ABOUT THIS EXERCISE: Exactly the lines below from the one with "pub enum QualityLevel" up to and including the one with "fn step_down(&self) ->" make up the answer, with nothing else added.

---- RECORDED DATA

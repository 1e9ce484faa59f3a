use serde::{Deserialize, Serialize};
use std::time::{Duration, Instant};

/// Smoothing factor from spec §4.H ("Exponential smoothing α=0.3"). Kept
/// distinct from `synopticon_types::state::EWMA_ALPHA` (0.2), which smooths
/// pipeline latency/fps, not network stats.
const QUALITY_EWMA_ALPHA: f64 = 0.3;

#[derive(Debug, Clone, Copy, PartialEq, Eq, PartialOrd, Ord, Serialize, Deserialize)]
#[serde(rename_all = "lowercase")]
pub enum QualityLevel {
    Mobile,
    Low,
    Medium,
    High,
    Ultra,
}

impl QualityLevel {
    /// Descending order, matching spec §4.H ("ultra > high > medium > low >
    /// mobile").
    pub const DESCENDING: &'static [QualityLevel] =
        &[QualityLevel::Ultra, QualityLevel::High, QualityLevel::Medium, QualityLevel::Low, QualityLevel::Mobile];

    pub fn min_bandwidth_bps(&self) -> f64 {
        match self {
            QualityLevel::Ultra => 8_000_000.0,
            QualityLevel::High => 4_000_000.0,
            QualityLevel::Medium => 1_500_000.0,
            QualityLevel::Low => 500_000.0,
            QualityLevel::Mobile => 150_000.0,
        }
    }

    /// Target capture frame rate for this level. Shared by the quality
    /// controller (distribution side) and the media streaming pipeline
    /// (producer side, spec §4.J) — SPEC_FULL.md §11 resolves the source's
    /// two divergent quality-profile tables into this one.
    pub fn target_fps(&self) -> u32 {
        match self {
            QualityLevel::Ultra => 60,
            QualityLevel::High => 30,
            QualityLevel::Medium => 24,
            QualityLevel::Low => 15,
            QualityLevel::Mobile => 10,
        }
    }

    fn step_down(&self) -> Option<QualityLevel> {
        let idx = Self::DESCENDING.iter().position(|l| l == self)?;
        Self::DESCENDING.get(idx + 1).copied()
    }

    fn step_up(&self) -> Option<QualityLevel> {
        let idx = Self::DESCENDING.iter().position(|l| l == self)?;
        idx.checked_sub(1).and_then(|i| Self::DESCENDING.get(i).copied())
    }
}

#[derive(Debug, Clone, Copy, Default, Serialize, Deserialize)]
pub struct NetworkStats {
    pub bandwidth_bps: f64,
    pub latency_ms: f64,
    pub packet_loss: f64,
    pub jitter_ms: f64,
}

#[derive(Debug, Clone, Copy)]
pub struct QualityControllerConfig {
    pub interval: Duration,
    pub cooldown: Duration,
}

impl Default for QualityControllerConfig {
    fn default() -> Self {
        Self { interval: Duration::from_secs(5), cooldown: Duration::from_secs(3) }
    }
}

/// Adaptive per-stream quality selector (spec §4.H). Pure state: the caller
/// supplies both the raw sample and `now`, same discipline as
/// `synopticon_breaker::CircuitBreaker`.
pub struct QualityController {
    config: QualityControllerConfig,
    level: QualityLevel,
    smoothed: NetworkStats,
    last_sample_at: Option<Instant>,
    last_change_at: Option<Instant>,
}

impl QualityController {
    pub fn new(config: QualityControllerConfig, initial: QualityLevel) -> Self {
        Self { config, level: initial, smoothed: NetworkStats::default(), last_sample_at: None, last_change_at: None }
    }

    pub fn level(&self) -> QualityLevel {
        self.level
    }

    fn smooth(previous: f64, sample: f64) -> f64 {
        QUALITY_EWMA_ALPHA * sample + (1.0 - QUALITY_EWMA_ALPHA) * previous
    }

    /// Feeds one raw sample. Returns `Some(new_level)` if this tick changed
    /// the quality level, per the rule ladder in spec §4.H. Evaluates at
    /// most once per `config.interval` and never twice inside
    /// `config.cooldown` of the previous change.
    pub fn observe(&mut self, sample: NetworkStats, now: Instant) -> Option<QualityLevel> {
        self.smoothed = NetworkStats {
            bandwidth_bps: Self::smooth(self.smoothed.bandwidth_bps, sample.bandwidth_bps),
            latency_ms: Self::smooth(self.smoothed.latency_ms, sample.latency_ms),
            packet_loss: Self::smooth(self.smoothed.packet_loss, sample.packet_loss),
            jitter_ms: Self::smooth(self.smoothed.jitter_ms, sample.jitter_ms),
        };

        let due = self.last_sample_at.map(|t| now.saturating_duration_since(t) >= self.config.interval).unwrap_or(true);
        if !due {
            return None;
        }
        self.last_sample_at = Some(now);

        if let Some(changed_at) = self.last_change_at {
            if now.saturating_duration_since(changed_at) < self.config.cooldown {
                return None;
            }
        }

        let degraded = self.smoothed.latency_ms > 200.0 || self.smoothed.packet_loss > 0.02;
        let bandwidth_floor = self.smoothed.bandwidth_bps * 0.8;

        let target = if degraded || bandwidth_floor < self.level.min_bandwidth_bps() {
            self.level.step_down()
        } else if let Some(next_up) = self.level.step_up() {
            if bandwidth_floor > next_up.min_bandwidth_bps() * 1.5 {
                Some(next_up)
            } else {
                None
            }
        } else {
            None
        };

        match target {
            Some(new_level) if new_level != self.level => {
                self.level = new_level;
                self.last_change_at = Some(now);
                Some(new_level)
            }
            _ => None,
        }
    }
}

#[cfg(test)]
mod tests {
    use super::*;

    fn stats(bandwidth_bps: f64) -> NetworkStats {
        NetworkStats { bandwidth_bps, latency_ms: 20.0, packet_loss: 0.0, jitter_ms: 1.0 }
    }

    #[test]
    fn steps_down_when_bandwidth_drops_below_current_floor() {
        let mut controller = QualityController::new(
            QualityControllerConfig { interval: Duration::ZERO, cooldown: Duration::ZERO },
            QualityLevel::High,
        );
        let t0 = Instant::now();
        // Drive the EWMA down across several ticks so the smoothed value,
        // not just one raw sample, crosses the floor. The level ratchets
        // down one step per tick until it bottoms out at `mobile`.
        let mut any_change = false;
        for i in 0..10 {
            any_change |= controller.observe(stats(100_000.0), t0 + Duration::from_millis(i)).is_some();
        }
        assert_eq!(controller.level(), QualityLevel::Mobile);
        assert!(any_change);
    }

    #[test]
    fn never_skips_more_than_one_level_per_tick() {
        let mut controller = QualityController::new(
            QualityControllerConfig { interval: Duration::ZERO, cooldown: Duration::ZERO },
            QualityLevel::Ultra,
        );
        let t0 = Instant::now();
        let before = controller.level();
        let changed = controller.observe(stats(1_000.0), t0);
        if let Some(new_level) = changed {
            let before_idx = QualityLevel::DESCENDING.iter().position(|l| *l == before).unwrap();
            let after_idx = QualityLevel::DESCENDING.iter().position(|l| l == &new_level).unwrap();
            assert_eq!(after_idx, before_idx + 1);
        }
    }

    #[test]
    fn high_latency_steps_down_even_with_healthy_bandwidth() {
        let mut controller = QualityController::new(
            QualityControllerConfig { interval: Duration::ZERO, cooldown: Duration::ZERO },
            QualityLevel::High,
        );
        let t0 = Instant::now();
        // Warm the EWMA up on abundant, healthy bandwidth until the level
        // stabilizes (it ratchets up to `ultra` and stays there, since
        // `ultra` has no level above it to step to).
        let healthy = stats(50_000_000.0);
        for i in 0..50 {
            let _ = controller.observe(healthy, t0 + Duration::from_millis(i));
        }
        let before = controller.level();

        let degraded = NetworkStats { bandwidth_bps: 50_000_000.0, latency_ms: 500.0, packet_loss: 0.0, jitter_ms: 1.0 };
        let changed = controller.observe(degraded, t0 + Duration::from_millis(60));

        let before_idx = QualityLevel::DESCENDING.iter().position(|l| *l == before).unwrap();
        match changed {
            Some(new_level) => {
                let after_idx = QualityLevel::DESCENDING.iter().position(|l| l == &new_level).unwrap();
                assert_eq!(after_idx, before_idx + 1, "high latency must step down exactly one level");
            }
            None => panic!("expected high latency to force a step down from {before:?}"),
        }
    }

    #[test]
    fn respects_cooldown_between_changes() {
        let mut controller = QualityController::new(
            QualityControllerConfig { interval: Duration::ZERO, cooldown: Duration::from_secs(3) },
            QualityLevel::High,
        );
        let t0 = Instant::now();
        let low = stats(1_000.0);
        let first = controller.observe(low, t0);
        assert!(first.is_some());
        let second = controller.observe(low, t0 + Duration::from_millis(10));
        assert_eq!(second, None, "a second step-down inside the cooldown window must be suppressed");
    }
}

--------
---- RECORDED DATA

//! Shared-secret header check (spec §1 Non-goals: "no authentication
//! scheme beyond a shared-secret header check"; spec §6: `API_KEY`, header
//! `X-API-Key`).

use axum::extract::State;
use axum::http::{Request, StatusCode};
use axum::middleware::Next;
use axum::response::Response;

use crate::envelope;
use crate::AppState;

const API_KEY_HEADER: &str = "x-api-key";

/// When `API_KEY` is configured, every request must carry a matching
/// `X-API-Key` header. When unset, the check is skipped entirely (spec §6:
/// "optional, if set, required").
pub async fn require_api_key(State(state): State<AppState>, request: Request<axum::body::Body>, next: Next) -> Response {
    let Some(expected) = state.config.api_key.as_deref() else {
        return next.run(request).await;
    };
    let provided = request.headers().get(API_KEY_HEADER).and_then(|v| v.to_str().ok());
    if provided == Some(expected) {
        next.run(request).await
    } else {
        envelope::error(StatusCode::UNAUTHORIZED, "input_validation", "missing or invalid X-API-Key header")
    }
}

--------
---- RECORDED DATA

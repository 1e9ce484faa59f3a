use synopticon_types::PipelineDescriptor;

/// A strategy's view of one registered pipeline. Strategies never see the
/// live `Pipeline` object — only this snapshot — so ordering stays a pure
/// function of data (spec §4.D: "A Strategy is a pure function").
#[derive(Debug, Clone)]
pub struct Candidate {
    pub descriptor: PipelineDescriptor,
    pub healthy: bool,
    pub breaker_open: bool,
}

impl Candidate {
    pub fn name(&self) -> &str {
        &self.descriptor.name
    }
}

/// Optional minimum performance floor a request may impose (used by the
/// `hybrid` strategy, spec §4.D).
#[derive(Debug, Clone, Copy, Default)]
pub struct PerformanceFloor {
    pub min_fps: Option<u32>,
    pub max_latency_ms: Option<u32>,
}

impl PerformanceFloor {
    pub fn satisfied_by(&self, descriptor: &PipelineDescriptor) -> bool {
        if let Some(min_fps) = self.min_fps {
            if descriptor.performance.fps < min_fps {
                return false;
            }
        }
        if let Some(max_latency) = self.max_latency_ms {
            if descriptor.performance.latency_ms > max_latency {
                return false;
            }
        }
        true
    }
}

--------

ANSWER BELOW:
pub enum QualityLevel {
    Mobile,
    Low,
    Medium,
    High,
    Ultra,
}

impl QualityLevel {
    /// Descending order, matching spec §4.H ("ultra > high > medium > low >
    /// mobile").
    pub const DESCENDING: &'static [QualityLevel] =
        &[QualityLevel::Ultra, QualityLevel::High, QualityLevel::Medium, QualityLevel::Low, QualityLevel::Mobile];

    pub fn min_bandwidth_bps(&self) -> f64 {
        match self {
            QualityLevel::Ultra => 8_000_000.0,
            QualityLevel::High => 4_000_000.0,
            QualityLevel::Medium => 1_500_000.0,
            QualityLevel::Low => 500_000.0,
            QualityLevel::Mobile => 150_000.0,
        }
    }

    /// Target capture frame rate for this level. Shared by the quality
    /// controller (distribution side) and the media streaming pipeline
    /// (producer side, spec §4.J) — SPEC_FULL.md §11 resolves the source's
    /// two divergent quality-profile tables into this one.
    pub fn target_fps(&self) -> u32 {
        match self {
            QualityLevel::Ultra => 60,
            QualityLevel::High => 30,
            QualityLevel::Medium => 24,
            QualityLevel::Low => 15,
            QualityLevel::Mobile => 10,
        }
    }

    fn step_down(&self) -> Option<QualityLevel> {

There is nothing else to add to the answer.